Instructions to follow> Make an exact copy of the lines starting at the top of the listing below and ending at the line that contains "of non-overlapping edits", inclusive.
-*-
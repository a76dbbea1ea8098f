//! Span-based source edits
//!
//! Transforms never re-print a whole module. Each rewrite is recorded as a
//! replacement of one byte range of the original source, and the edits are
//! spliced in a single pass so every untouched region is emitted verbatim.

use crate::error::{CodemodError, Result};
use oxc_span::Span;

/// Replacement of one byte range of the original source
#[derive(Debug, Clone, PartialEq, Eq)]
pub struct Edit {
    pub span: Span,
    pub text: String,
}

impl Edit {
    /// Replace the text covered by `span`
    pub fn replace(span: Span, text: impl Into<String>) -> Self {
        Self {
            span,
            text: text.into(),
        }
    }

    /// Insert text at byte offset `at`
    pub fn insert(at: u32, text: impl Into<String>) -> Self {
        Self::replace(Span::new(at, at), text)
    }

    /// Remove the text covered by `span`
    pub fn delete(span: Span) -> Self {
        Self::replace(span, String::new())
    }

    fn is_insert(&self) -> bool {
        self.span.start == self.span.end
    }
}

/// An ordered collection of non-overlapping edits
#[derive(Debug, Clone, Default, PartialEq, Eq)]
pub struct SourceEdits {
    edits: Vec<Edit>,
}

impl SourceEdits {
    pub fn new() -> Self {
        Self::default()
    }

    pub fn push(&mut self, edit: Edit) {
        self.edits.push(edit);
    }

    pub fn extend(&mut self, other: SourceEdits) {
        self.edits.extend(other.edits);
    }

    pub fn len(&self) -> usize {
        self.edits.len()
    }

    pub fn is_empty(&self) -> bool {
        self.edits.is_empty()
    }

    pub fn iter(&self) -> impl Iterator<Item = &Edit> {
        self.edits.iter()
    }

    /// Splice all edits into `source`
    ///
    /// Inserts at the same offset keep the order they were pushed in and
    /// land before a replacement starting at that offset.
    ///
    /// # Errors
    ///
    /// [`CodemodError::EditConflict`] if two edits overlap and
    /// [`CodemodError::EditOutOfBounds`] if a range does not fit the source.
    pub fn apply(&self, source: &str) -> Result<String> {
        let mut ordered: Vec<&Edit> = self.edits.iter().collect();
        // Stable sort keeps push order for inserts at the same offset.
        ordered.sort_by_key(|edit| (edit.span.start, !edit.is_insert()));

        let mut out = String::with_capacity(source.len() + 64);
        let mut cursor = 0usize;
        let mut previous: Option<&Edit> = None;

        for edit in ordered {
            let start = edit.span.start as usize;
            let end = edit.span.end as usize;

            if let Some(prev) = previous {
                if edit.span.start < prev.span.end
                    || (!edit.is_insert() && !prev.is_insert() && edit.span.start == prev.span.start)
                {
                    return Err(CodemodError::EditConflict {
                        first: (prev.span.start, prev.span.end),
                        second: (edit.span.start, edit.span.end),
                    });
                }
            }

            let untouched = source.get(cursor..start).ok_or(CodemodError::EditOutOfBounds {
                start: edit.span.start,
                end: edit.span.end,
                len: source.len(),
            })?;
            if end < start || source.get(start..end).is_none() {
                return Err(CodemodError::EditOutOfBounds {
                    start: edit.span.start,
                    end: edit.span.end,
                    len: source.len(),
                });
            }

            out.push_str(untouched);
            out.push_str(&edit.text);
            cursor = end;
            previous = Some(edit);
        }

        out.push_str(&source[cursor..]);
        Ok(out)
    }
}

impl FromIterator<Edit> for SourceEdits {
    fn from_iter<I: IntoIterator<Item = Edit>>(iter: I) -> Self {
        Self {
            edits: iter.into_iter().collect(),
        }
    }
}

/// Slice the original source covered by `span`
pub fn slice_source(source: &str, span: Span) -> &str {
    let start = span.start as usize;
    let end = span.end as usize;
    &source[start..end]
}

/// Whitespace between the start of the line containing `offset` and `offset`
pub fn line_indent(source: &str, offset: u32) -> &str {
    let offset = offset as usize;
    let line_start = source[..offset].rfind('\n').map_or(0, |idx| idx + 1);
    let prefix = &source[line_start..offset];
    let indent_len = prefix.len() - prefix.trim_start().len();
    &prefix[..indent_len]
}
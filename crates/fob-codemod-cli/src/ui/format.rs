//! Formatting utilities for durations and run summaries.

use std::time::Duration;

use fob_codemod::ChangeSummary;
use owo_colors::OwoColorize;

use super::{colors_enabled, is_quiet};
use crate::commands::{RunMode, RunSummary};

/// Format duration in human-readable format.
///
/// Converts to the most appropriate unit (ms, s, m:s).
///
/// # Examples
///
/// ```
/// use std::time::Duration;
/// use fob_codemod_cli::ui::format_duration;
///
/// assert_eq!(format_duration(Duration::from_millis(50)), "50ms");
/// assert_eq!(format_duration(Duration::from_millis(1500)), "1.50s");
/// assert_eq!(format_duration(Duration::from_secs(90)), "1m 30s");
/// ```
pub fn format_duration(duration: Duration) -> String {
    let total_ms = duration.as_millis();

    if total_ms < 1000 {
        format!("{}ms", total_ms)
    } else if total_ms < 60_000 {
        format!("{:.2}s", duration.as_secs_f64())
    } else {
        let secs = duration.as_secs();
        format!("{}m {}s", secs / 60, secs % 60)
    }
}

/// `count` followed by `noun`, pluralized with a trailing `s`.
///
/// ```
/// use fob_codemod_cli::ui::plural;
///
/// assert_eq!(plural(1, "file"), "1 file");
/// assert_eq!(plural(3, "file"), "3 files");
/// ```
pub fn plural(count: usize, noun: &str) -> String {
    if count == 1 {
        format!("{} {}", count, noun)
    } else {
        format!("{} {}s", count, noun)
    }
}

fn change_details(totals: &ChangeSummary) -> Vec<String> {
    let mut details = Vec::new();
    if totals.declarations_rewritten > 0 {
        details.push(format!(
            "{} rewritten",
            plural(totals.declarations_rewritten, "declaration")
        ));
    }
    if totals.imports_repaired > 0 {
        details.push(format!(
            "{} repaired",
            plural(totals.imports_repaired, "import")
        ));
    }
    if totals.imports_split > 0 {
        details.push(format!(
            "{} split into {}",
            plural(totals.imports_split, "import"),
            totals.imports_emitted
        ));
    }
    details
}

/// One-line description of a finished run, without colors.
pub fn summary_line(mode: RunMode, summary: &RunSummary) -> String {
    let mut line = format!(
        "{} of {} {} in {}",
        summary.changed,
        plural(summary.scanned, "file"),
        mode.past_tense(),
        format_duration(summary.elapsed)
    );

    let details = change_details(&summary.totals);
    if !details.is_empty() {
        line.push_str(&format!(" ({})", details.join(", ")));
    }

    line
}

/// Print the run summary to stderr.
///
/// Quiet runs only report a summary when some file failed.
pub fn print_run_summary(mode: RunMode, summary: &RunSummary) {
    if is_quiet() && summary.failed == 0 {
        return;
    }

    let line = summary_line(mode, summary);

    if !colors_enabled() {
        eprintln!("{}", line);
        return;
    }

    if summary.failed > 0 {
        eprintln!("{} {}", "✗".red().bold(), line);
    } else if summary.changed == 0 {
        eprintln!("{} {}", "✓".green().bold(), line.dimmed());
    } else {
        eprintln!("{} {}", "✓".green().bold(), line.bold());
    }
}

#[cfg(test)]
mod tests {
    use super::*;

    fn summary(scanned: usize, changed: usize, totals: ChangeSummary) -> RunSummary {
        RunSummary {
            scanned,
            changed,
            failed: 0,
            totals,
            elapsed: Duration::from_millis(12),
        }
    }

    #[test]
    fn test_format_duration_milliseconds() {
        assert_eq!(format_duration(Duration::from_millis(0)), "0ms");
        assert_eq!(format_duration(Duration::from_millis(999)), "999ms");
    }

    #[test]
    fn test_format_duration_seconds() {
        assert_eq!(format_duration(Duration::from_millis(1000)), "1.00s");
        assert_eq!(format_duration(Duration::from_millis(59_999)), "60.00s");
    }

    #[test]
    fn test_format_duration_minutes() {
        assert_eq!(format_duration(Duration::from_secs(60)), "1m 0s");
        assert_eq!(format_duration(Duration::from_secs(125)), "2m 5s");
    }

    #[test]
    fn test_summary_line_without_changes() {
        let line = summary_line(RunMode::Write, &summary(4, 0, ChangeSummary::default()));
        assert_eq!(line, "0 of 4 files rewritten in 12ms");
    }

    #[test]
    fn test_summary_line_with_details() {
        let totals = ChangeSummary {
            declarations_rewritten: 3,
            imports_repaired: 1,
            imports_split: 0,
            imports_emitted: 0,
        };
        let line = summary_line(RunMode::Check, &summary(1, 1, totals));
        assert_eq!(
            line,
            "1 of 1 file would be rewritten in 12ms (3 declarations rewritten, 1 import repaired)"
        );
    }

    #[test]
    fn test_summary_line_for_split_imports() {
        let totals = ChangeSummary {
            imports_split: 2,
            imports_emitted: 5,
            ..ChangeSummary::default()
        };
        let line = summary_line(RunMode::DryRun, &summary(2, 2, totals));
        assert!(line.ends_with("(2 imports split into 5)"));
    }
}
-*-
Answer to this task>
repository a76dbbea1ea8098f
//! Span-based source edits
//!
//! Transforms never re-print a whole module. Each rewrite is recorded as a
//! replacement of one byte range of the original source, and the edits are
//! spliced in a single pass so every untouched region is emitted verbatim.

use crate::error::{CodemodError, Result};
use oxc_span::Span;

/// Replacement of one byte range of the original source
#[derive(Debug, Clone, PartialEq, Eq)]
pub struct Edit {
    pub span: Span,
    pub text: String,
}

impl Edit {
    /// Replace the text covered by `span`
    pub fn replace(span: Span, text: impl Into<String>) -> Self {
        Self {
            span,
            text: text.into(),
        }
    }

    /// Insert text at byte offset `at`
    pub fn insert(at: u32, text: impl Into<String>) -> Self {
        Self::replace(Span::new(at, at), text)
    }

    /// Remove the text covered by `span`
    pub fn delete(span: Span) -> Self {
        Self::replace(span, String::new())
    }

    fn is_insert(&self) -> bool {
        self.span.start == self.span.end
    }
}

/// An ordered collection of non-overlapping edits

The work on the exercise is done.